**Required work:**
The listing below must be reproduced in full, exactly as written.
Input material: Begin
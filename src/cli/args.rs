//! CLI argument definitions using clap
//!
//! Commands:
//! - fastcksum merge FILE... [--delete] [--output PATH]
//! - fastcksum sum [FILE...]
//! - fastcksum store FILENAME [--manifest PATH]
//! - fastcksum cat -c MANIFEST FILE...

use clap::{Parser, Subcommand};
use std::path::PathBuf;

use crate::checksum::ChecksumAlgorithm;

/// fastcksum - checksum-verified file I/O and manifest merging
#[derive(Parser, Debug)]
#[command(name = "fastcksum")]
#[command(version, about, long_about = None)]
pub struct Cli {
    /// Path to a JSON configuration file
    #[arg(long, global = true)]
    pub config: Option<PathBuf>,

    /// Checksum algorithm: crc32 or posix
    #[arg(long, global = true)]
    pub algorithm: Option<ChecksumAlgorithm>,

    /// Log lifecycle events at info level
    #[arg(short, long, global = true)]
    pub verbose: bool,

    #[command(subcommand)]
    pub command: Command,
}

#[derive(Subcommand, Debug)]
pub enum Command {
    /// Merge checksum files into one sorted manifest
    Merge {
        /// Checksum files to merge
        #[arg(required = true, value_name = "FILE")]
        files: Vec<PathBuf>,

        /// Delete the input files after the output is written
        #[arg(long)]
        delete: bool,

        /// Write atomically to PATH instead of stdout
        #[arg(short, long, value_name = "PATH")]
        output: Option<PathBuf>,
    },

    /// Print "<checksum> <size> <name>" for each file, or for stdin
    Sum {
        #[arg(value_name = "FILE")]
        files: Vec<PathBuf>,
    },

    /// Copy stdin to FILENAME and record its checksum
    Store {
        filename: PathBuf,

        /// Append the entry to PATH instead of printing it
        #[arg(short, long, value_name = "PATH")]
        manifest: Option<PathBuf>,
    },

    /// Verify files against a manifest and write them to stdout
    Cat {
        /// Checksum file listing every FILE
        #[arg(short = 'c', long = "checksums", value_name = "MANIFEST")]
        manifest: PathBuf,

        #[arg(required = true, value_name = "FILE")]
        files: Vec<PathBuf>,
    },
}

impl Cli {
    /// Parse command line arguments
    pub fn parse_args() -> Self {
        Cli::parse()
    }
}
Input material: End
**Reply:**
filename src/cli/args.rs
//! CLI argument definitions using clap
//!
//! Commands:
//! - fastcksum merge FILE... [--delete] [--output PATH]
//! - fastcksum sum [FILE...]
//! - fastcksum store FILENAME [--manifest PATH]
//! - fastcksum cat -c MANIFEST FILE...

use clap::{Parser, Subcommand};
use std::path::PathBuf;

use crate::checksum::ChecksumAlgorithm;

/// fastcksum - checksum-verified file I/O and manifest merging
#[derive(Parser, Debug)]
#[command(name = "fastcksum")]
#[command(version, about, long_about = None)]
pub struct Cli {
    /// Path to a JSON configuration file
    #[arg(long, global = true)]
    pub config: Option<PathBuf>,

    /// Checksum algorithm: crc32 or posix
    #[arg(long, global = true)]
    pub algorithm: Option<ChecksumAlgorithm>,

    /// Log lifecycle events at info level
    #[arg(short, long, global = true)]
    pub verbose: bool,

    #[command(subcommand)]
    pub command: Command,
}

#[derive(Subcommand, Debug)]
pub enum Command {
    /// Merge checksum files into one sorted manifest
    Merge {
        /// Checksum files to merge
        #[arg(required = true, value_name = "FILE")]
        files: Vec<PathBuf>,

        /// Delete the input files after the output is written
        #[arg(long)]
        delete: bool,

        /// Write atomically to PATH instead of stdout
        #[arg(short, long, value_name = "PATH")]
        output: Option<PathBuf>,
    },

    /// Print "<checksum> <size> <name>" for each file, or for stdin
    Sum {
        #[arg(value_name = "FILE")]
        files: Vec<PathBuf>,
    },

    /// Copy stdin to FILENAME and record its checksum
    Store {
        filename: PathBuf,

        /// Append the entry to PATH instead of printing it
        #[arg(short, long, value_name = "PATH")]
        manifest: Option<PathBuf>,
    },

    /// Verify files against a manifest and write them to stdout
    Cat {
        /// Checksum file listing every FILE
        #[arg(short = 'c', long = "checksums", value_name = "MANIFEST")]
        manifest: PathBuf,

        #[arg(required = true, value_name = "FILE")]
        files: Vec<PathBuf>,
    },
}

impl Cli {
    /// Parse command line arguments
    pub fn parse_args() -> Self {
        Cli::parse()
    }
}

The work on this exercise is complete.